Yes - back to just plain text. I have it working here in the most inefficient, inelegant, and brute force way possible except it doesn't remove the numbers in the front.

And the RTF is in the clipboard ? Or in a file ?

The RTF is selected in the window that I'm using, so the macro would copy it to the clipboard, make the needed changes, and then paste.

The pattern of what gets into the clipboard is quite variable and application-dependent, but when rich text is copied, there will typically also be a plain text version in the clipboard too.

It might be worth experimenting which something which looks in the clipboard for any plain text content in parallel to the RTF, normalises line breaks and multiple spaces to single spaces, and then resets the clipboard to contain just that 'cleaned' plain text.

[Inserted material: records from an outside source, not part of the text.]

//! Batch conversion orchestrator.
//!
//! Coordinates the entire conversion process: locate the entry list in the
//! source document, resolve each entry against the catalog, and emit the
//! import document plus a skip log for unmatched titles.

use crate::record::build_record;
use crate::resolver::{Resolver, SearchProvider};
use crate::xml::render_document;
use anyhow::{Context, Result};
use serde_json::Value;
use shared::models::{AnimeRecord, SourceEntry};
use std::path::Path;
use thiserror::Error;
use tracing::{debug, info, warn};

/// Structural errors in the source document
#[derive(Debug, Error)]
pub enum ConvertError {
    #[error("could not find a list of entries in the source document")]
    MissingEntries,
}

/// Statistics for a conversion run
#[derive(Debug, Clone, Copy, Default, PartialEq, Eq)]
pub struct ConverterStats {
    pub converted: usize,
    pub skipped: usize,
    pub total: usize,
}

/// Everything a conversion run produces
#[derive(Debug, Clone)]
pub struct ConversionOutcome {
    /// Records for the import document, in source order
    pub records: Vec<AnimeRecord>,
    /// Original titles that could not be matched, in source order
    pub skipped: Vec<String>,
    pub stats: ConverterStats,
}

/// Locate the entry list within the source document
///
/// Export formats differ in what they call the list field, so the first
/// top-level field holding a non-empty sequence of objects is taken, in
/// the document's declared key order.
pub fn locate_entries(doc: &Value) -> Result<&[Value], ConvertError> {
    let fields = match doc.as_object() {
        Some(fields) => fields,
        None => return Err(ConvertError::MissingEntries),
    };

    for (key, value) in fields {
        if let Some(items) = value.as_array() {
            if !items.is_empty() && items.iter().all(Value::is_object) {
                debug!(field = %key, count = items.len(), "Located entry list");
                return Ok(items);
            }
        }
    }

    Err(ConvertError::MissingEntries)
}

/// Main conversion coordinator
pub struct ListConverter<S: SearchProvider> {
    resolver: Resolver<S>,
    user_name: String,
    dry_run: bool,
}

impl<S: SearchProvider> ListConverter<S> {
    /// Create a new list converter
    pub fn new(resolver: Resolver<S>, user_name: String, dry_run: bool) -> Self {
        Self {
            resolver,
            user_name,
            dry_run,
        }
    }

    /// Convert all entries of an already-parsed source document
    ///
    /// Per-entry failures are contained: unmatched titles go to the skip
    /// list and the run continues. Only a document without a locatable
    /// entry list is fatal.
    pub async fn run(&self, doc: &Value) -> Result<ConversionOutcome> {
        let entries = locate_entries(doc)?;
        let total = entries.len();

        info!(total = total, "Starting list conversion");

        let mut records = Vec::new();
        let mut skipped = Vec::new();

        for (idx, raw) in entries.iter().enumerate() {
            let entry: SourceEntry = match serde_json::from_value(raw.clone()) {
                Ok(entry) => entry,
                Err(e) => {
                    debug!(index = idx, error = %e, "Entry is not decodable, dropping");
                    continue;
                }
            };

            let title = match entry.name.as_deref() {
                Some(name) if !name.is_empty() => name.to_string(),
                _ => {
                    debug!(index = idx, "Entry has no name, dropping");
                    continue;
                }
            };

            info!(
                progress = format!("{}/{}", idx + 1, total),
                title = %title,
                "Processing entry"
            );

            let matched = self.resolver.resolve(&title).await;

            match build_record(&entry, &matched) {
                Some(record) => {
                    debug!(
                        mal_id = record.series_animedb_id,
                        score = record.my_score,
                        status = %record.my_status,
                        "Built record"
                    );
                    records.push(record);
                }
                None => skipped.push(title),
            }
        }

        let stats = ConverterStats {
            converted: records.len(),
            skipped: skipped.len(),
            total,
        };

        info!(
            converted = stats.converted,
            skipped = stats.skipped,
            total = stats.total,
            "List conversion complete"
        );

        Ok(ConversionOutcome {
            records,
            skipped,
            stats,
        })
    }

    /// Convert a source file into the import document and skip log
    ///
    /// Nothing is written when the run fails, and the skip log is only
    /// written when there is something to put in it.
    pub async fn convert_file(
        &self,
        input: &Path,
        output: &Path,
        skip_log: &Path,
    ) -> Result<ConverterStats> {
        let raw = std::fs::read_to_string(input)
            .with_context(|| format!("Failed to read input file: {}", input.display()))?;
        let doc: Value = serde_json::from_str(&raw)
            .with_context(|| format!("Failed to parse input file: {}", input.display()))?;

        let outcome = self.run(&doc).await?;

        if self.dry_run {
            info!("Dry run, no files written");
            return Ok(outcome.stats);
        }

        let xml = render_document(&self.user_name, &outcome.records)?;
        std::fs::write(output, xml)
            .with_context(|| format!("Failed to write output file: {}", output.display()))?;
        info!(
            path = %output.display(),
            records = outcome.records.len(),
            "Wrote import document"
        );

        if !outcome.skipped.is_empty() {
            let mut contents = outcome.skipped.join("\n");
            contents.push('\n');
            std::fs::write(skip_log, contents)
                .with_context(|| format!("Failed to write skip log: {}", skip_log.display()))?;
            warn!(
                count = outcome.skipped.len(),
                path = %skip_log.display(),
                "Some titles could not be matched, see skip log"
            );
        }

        Ok(outcome.stats)
    }
}
//! Jikan API v4 response types.
//!
//! These types represent the JSON responses from the Jikan API. Only the
//! fields the converter needs are modelled; the rest of the payload is
//! ignored during deserialization.

use serde::{Deserialize, Serialize};

/// Response envelope for the anime search endpoint
#[derive(Debug, Clone, Serialize, Deserialize)]
pub struct SearchResponse {
    pub data: Vec<AnimeCandidate>,
}

/// A single anime returned by a search query
#[derive(Debug, Clone, Serialize, Deserialize)]
pub struct AnimeCandidate {
    pub mal_id: u32,
    pub title: String,
    #[serde(default)]
    pub episodes: Option<u32>,
}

Here's a first sketch to try:

Test of clipboard cleaning.kmmacros (20.5 KB)

JS Source for KM Execute JXA action
(() => {
    'use strict';

    // Rob Trew 2020
    // Ver 0.0

    ObjC.import('AppKit');

    // ----------------------- TEST -----------------------
    // main :: IO ()
    const main = () =>
        either(msg => msg)(
            txt => copyText(
                txt.replace(/\s+/g, ' ')
            )
        )(
            clipTextLR()
        );

    // ----------------------- JXA ------------------------

    // clipTextLR :: () -> Either String String
    const clipTextLR = () => {
        const v = ObjC.unwrap($.NSPasteboard.generalPasteboard
            .stringForType($.NSPasteboardTypeString));
        return Boolean(v) && v.length > 0 ? (
            Right(v)
        ) : Left('No utf8-plain-text found in clipboard');
    };

    // copyText :: String -> IO String
    const copyText = s => {
        // String copied to general pasteboard.
        const pb = $.NSPasteboard.generalPasteboard;
        return (
            pb.clearContents,
            pb.setStringForType(
                $(s),
                $.NSPasteboardTypeString
            ),
            s
        );
    };

    // -------------------- GENERIC FUNCTIONS --------------------
    // https://github.com/RobTrew/prelude-jxa

    // Left :: a -> Either a b
    const Left = x => ({
        type: 'Either',
        Left: x
    });

    // Right :: b -> Either a b
    const Right = x => ({
        type: 'Either',
        Right: x
    });

    // either :: (a -> c) -> (b -> c) -> Either a b -> c
    const either = fl =>
        fr => e => 'Either' === e.type ? (
            undefined !== e.Left ? (
                fl(e.Left)
            ) : fr(e.Right)
        ) : undefined;

    // MAIN ---
    return main();
})();

Got it! Just tried it but unfortunately it doesn't seem to work. Here is the output, which looks peculiar (the 1.1 is now on the left, etc.).

If its any help, this is all for QuickBooks online, and I'm just copying, editing, and pasting test from a field in Safari.

In that case, the next step is to find out what exactly gets into the clipboard, and in what form.

Clipboard Viewer (all textually representable data as JSON).kmmacros (21.5 KB)

If you could:

  • Copy something from a sample field,
  • run the macro above, and show me what it finds.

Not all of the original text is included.